Collected data:
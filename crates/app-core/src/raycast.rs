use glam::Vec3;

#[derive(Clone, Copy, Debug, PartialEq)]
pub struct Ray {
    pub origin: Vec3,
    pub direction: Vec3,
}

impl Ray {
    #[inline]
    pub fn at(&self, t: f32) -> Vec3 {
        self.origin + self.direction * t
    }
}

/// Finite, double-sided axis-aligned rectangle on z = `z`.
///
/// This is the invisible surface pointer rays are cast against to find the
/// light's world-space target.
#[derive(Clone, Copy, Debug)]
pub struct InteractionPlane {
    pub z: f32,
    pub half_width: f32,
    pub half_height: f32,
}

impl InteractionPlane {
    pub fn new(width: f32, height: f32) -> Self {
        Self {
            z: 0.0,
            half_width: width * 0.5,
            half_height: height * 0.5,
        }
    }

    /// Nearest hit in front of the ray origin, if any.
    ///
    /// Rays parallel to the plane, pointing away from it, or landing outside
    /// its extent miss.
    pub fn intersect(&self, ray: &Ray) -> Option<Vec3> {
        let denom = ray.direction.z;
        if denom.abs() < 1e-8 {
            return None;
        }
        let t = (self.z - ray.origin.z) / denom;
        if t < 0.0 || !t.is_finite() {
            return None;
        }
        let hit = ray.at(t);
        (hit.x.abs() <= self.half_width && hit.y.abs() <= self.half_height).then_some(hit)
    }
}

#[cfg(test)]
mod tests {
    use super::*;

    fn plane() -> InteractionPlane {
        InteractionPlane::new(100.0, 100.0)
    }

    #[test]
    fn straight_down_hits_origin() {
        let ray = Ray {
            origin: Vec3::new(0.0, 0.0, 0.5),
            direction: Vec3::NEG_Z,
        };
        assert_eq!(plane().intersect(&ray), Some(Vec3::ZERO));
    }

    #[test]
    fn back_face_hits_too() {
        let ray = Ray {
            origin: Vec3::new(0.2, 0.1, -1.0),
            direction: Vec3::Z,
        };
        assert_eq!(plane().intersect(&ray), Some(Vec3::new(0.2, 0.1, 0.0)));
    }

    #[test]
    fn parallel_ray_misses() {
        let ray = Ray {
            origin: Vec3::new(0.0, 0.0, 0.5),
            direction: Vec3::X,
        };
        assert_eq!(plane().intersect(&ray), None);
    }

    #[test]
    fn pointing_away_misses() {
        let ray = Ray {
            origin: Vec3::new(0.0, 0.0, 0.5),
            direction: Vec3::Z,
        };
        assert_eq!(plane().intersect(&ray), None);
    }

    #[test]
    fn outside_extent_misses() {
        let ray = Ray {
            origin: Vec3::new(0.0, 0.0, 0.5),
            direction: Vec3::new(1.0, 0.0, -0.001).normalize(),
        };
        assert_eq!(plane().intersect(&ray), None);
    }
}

--

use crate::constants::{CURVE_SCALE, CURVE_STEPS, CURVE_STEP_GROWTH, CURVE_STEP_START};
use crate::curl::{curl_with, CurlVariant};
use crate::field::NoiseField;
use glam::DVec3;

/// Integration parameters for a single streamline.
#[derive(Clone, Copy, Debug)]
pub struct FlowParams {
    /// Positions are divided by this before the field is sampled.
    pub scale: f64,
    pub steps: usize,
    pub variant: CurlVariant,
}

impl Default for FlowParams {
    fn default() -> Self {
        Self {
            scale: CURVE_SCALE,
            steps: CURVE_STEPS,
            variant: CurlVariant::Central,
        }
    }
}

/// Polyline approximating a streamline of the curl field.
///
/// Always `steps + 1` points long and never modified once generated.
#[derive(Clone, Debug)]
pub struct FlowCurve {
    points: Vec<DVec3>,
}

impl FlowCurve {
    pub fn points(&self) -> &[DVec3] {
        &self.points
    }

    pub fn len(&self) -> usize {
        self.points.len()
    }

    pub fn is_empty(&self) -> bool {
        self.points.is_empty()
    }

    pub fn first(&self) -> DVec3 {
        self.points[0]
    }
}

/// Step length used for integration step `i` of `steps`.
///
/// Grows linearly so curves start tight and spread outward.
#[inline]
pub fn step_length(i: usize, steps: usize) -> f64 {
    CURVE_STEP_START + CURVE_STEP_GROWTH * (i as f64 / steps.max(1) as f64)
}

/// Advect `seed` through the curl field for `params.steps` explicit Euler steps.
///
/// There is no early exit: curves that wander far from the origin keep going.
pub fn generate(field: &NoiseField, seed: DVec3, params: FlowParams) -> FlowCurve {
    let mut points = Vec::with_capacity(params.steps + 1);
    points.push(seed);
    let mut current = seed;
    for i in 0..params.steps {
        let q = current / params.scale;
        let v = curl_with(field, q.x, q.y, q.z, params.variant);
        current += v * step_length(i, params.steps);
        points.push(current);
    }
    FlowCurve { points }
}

# EXERCISE BRIEF
Filter the records above down to the lines containing "field".

# FINISHED EXERCISE
use crate::field::NoiseField;
    /// Positions are divided by this before the field is sampled.
/// Polyline approximating a streamline of the curl field.
/// Advect `seed` through the curl field for `params.steps` explicit Euler steps.
pub fn generate(field: &NoiseField, seed: DVec3, params: FlowParams) -> FlowCurve {
        let v = curl_with(field, q.x, q.y, q.z, params.variant);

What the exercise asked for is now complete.